In the middle of a care crisis, the idea that we’d abolish the family seems bizarrely cruel. Only the other day we were told that working people would be plunged into poverty to pay for the crisis in social care (and even that will be completely inadequate). We know that, when we are ill or disabled, it’s going to be our family that picks up the pieces, because there’s little else there. We know that the burden of care is increasingly being pushed into the home – specifically, onto women in those homes – as public care, already threadbare after years of austerity, is shredded by the pandemic.

So why have queers like Gay Liberation Front, militant Black mothers like those written about by Hortense Spillers and feminists like Shulamith Firestone called for the abolition of the family since the 1970s? And why are those calls being renewed by the likes of Sophie Lewis, Jules Gleeson, Kate Griffiths, Michelle O’Brien and Madeleine Lane-Mckinley?

To avoid any ambiguity I think we need to be really clear on what ‘abolish the family’ actually means.
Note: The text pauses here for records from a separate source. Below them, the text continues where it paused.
//! Bulk upload of component data
//!
//! An upload is three steps: announce the files, PUT each file to the
//! pre-signed URL the server hands out, then confirm completion. Every step
//! is retried under the service's backoff policy.

use std::collections::HashMap;
use std::path::Path;
use std::sync::Arc;

use log::{debug, info};
use reqwest::{Method, StatusCode};

use crate::client::{ExponentialBackoff, LaceworkClient, Sleeper, TokioSleeper, endpoints};
use crate::error::{ApiError, Result};
use crate::models::Response;
use crate::models::component_data::{
    AWS_S3_UPLOAD_METHOD, CompleteUploadRequest, CompleteUploadResponse, InitialUploadRequest,
    InitialUploadResponse, UrlType, file_name,
};

pub struct ComponentDataService<'a> {
    client: &'a LaceworkClient,
    backoff: ExponentialBackoff,
    sleeper: Arc<dyn Sleeper>,
}

impl<'a> ComponentDataService<'a> {
    pub(crate) fn new(client: &'a LaceworkClient) -> Self {
        Self {
            client,
            backoff: ExponentialBackoff::default(),
            sleeper: Arc::new(TokioSleeper),
        }
    }

    /// Replace the retry schedule
    pub fn with_backoff(mut self, backoff: ExponentialBackoff) -> Self {
        self.backoff = backoff;
        self
    }

    /// Replace what waits between attempts
    pub fn with_sleeper(mut self, sleeper: Arc<dyn Sleeper>) -> Self {
        self.sleeper = sleeper;
        self
    }

    /// Upload documents tagged with `tags`; returns the upload guid
    pub async fn upload_files<P: AsRef<Path>>(
        &self,
        name: &str,
        tags: &[String],
        paths: &[P],
    ) -> Result<String> {
        self.upload(name, tags.to_vec(), paths, UrlType::Default)
            .await
    }

    /// Upload SAST tables; returns the upload guid
    pub async fn upload_sast_tables<P: AsRef<Path>>(&self, name: &str, paths: &[P]) -> Result<String> {
        self.upload(name, vec!["sast".to_string()], paths, UrlType::SastTables)
            .await
    }

    async fn upload<P: AsRef<Path>>(
        &self,
        name: &str,
        tags: Vec<String>,
        paths: &[P],
        url_type: UrlType,
    ) -> Result<String> {
        let initial = InitialUploadRequest::from_paths(name, tags, paths, url_type)?;
        debug!(
            "requesting upload name={} documents={} url_type={}",
            name,
            initial.documents.len(),
            url_type
        );

        let requested: Response<InitialUploadResponse> = self
            .backoff
            .retry(self.sleeper.as_ref(), || {
                self.client.request_with_body(
                    Method::POST,
                    endpoints::COMPONENT_DATA_REQUEST,
                    &initial,
                )
            })
            .await?;
        let requested = requested.data;

        let method = requested
            .method(AWS_S3_UPLOAD_METHOD)
            .ok_or(ApiError::UnsupportedUploadMethod)?;

        for path in paths {
            let path = path.as_ref();
            self.backoff
                .retry(self.sleeper.as_ref(), || self.put_file(path, &method.info))
                .await?;
        }

        let complete = CompleteUploadRequest {
            upload_guid: requested.guid.clone(),
            url_type,
        };
        let completed: Response<CompleteUploadResponse> = self
            .backoff
            .retry(self.sleeper.as_ref(), || {
                self.client.request_with_body(
                    Method::POST,
                    endpoints::COMPONENT_DATA_COMPLETE,
                    &complete,
                )
            })
            .await?;

        if completed.data.guid != requested.guid {
            return Err(ApiError::UploadGuidMismatch {
                expected: requested.guid,
                actual: completed.data.guid,
            }
            .into());
        }

        info!("upload complete guid={}", requested.guid);
        Ok(requested.guid)
    }

    /// PUT one file to its pre-signed URL
    async fn put_file(&self, path: &Path, urls: &HashMap<String, String>) -> Result<()> {
        let name = file_name(path);
        let url = urls
            .get(&name)
            .ok_or_else(|| ApiError::MissingUploadUrl(name.clone()))?;
        let contents = tokio::fs::read(path).await?;

        debug!("uploading file={} bytes={}", name, contents.len());
        let response = self
            .client
            .http()
            .put(url.as_str())
            .body(contents)
            .send()
            .await
            .map_err(ApiError::from)?;

        let status = response.status();
        if status != StatusCode::OK {
            let body = response.text().await.unwrap_or_default();
            return Err(ApiError::Upload { status, body }.into());
        }
        Ok(())
    }
}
It means that you, specifically, will never be allowed to see your gran EVER AGAIN and you will be obliged to denounce your parents in the town square.
— Magic Money Tree 🌴 (@charlottor) December 28, 2021
Well, there’s its role in capitalism. The nuclear family was a nineteenth-century invention for efficiently reproducing bodies suitable for work. Instead of extended networks of kin and others, families are compact units where most care is performed by one or two overworked individuals. These individuals are usually feminised and, as the pandemic grinds on after a decade of austerity, they are buckling under the strain. The family makes care dependent on whether you have a supportive family. It privatises care: if you do not have a supportive family, that’s not anyone else’s problem. And it instrumentalises care, putting it in the service of work-readiness rather than being an end in itself. This lean, efficient, capitalist family is the workshop, not only of workers’ bodies, but of their values: discipline, respect for authority, and the repression of aberrant desires: queerness, idleness, excess. But, as we know and feel, care is always more than this. The social reproduction of bodies and minds for work is always also the production of humans – living, breathing and strange. Even the leanest family produces an excess of humanity.

Most of all though, we want to abolish the family because it’s not enough.
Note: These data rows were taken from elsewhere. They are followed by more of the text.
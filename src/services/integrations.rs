//! Shared service for integration families
//!
//! Alert channels, cloud accounts and container registries expose the same
//! verbs over [`Integration`] envelopes; only the payload family differs.

use std::marker::PhantomData;

use crate::client::{Crud, Endpoint, LaceworkClient};
use crate::error::Result;
use crate::models::{Integration, IntegrationPayload};

/// CRUD over one integration family `F`
pub struct IntegrationsService<'a, F> {
    crud: Crud<'a>,
    family: PhantomData<fn() -> F>,
}

impl<'a, F: IntegrationPayload> IntegrationsService<'a, F> {
    pub(crate) fn new(client: &'a LaceworkClient, endpoint: Endpoint) -> Self {
        Self {
            crud: Crud::new(client, endpoint),
            family: PhantomData,
        }
    }

    pub(crate) fn crud(&self) -> &Crud<'a> {
        &self.crud
    }

    /// All integrations of the family, sub-types mixed
    pub async fn list(&self) -> Result<Vec<Integration<F>>> {
        self.crud.list().await
    }

    pub async fn get(&self, guid: &str) -> Result<Integration<F>> {
        self.crud.get(guid).await
    }

    /// Get an integration decoded as the concrete payload `P`.
    ///
    /// Fails with a decode error if the integration is of another sub-type.
    pub async fn get_as<P: IntegrationPayload>(&self, guid: &str) -> Result<Integration<P>> {
        self.crud.get(guid).await
    }

    pub async fn create<P: IntegrationPayload>(
        &self,
        integration: &Integration<P>,
    ) -> Result<Integration<P>> {
        self.crud.create(integration).await
    }

    /// Update the integration identified by its own `intgGuid`
    pub async fn update<P: IntegrationPayload>(
        &self,
        integration: &Integration<P>,
    ) -> Result<Integration<P>> {
        self.crud.update(integration.id(), integration).await
    }

    pub async fn delete(&self, guid: &str) -> Result<()> {
        self.crud.delete(guid).await
    }
}

/// Typed `get_*` wrappers for the payload structs of one family
macro_rules! typed_getters {
    ( $family:ty { $( $name:ident => $payload:ty, )+ } ) => {
        impl $crate::services::IntegrationsService<'_, $family> {
            $(
                pub async fn $name(
                    &self,
                    guid: &str,
                ) -> $crate::error::Result<$crate::models::Integration<$payload>> {
                    self.get_as(guid).await
                }
            )+
        }
    };
}

pub(crate) use typed_getters;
‘Abolish the family’ as in abolish property relations, abundance of love and care for all and by all. Don’t let them tell you otherwise.
— madeline lane-mckinley (@la_louve_rouge_) December 28, 2021
Abolishing the family means building structures of care, love and intimacy that are adequate to our needs. It means care for everyone. Not distributed randomly according to who you end up being conceived by, not tied into monadic couples, but made abundantly available to everyone.

One of the things that abolishing the family means is that you don’t have to depend for your care on relations that might also be violent. Most rapes happen at home. Most child abuse occurs within the family. And, predictably, pandemic stay-at-home orders led to a spike in abuse. The system of depending on one or two people for your care particularly harms the queer dependents of homophobes.
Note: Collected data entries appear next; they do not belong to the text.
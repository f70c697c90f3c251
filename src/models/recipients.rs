//! Email recipients adapter
//!
//! Some API deployments return an email channel's recipients as one
//! comma-separated string instead of an array. Both shapes are accepted
//! here and always exposed as a list.

use serde::{Deserialize, Deserializer};

/// Recipients as found on the wire
#[derive(Debug, Clone, PartialEq, Eq, Deserialize)]
#[serde(untagged)]
pub enum Recipients {
    List(Vec<String>),
    Csv(String),
}

impl Recipients {
    /// The recipients as a list. Arrays pass through unchanged; a string is
    /// split on commas, trimming whitespace and dropping empty entries.
    pub fn normalize(self) -> Vec<String> {
        match self {
            Recipients::List(list) => list,
            Recipients::Csv(csv) => csv
                .split(',')
                .map(str::trim)
                .filter(|address| !address.is_empty())
                .map(str::to_string)
                .collect(),
        }
    }
}

/// `deserialize_with` helper producing the normalized list
pub fn deserialize<'de, D>(deserializer: D) -> Result<Vec<String>, D::Error>
where
    D: Deserializer<'de>,
{
    Option::<Recipients>::deserialize(deserializer)
        .map(|recipients| recipients.map(Recipients::normalize).unwrap_or_default())
}

#[cfg(test)]
mod tests {
    use super::*;

    #[derive(Deserialize)]
    struct Props {
        #[serde(default, deserialize_with = "deserialize")]
        recipients: Vec<String>,
    }

    fn parse(json: &str) -> Vec<String> {
        serde_json::from_str::<Props>(json).unwrap().recipients
    }

    #[test]
    fn test_string_is_split() {
        assert_eq!(
            parse(r#"{"recipients": "foo@example.com,bar@example.com"}"#),
            vec!["foo@example.com", "bar@example.com"]
        );
    }

    #[test]
    fn test_string_with_spaces_and_trailing_comma() {
        assert_eq!(
            parse(r#"{"recipients": " foo@example.com , bar@example.com,"}"#),
            vec!["foo@example.com", "bar@example.com"]
        );
    }

    #[test]
    fn test_array_is_unchanged() {
        assert_eq!(
            parse(r#"{"recipients": ["foo@example.com", "bar@example.com"]}"#),
            vec!["foo@example.com", "bar@example.com"]
        );
    }

    #[test]
    fn test_missing_or_null_is_empty() {
        assert!(parse("{}").is_empty());
        assert!(parse(r#"{"recipients": null}"#).is_empty());
    }
}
Whoever your immediate relatives are – loving or indifferent, nurturing or abusive – shouldn’t matter. Whatever your needs are – as a child, an elderly person, a disabled person or just someone who needs nurturing. You should have these needs met. Not by a lottery of birth, not by one or two overworked individuals, but by the universal social infrastructures of care we build for ourselves and each other to live joyfully.

Abolishing the family is like abolishing capitalism: it’s utopian. It points to another world and says “Let’s go there.”

Where?

Could you imagine the utopia we could create, if we just took care of each other? If we looked at every man, woman, and child as our family
— Trillmonger (@TheRealJayJuice) June 14, 2016
Your flat opens out onto a canteen in communal gardens, where we eat together, our slippered feet on heated floors. You live within a few minutes of many of your closest friends. Some of your friends you have known since you were in the crèche together, playing in the woods and in the streets, with your teachers, some of whom you still also know.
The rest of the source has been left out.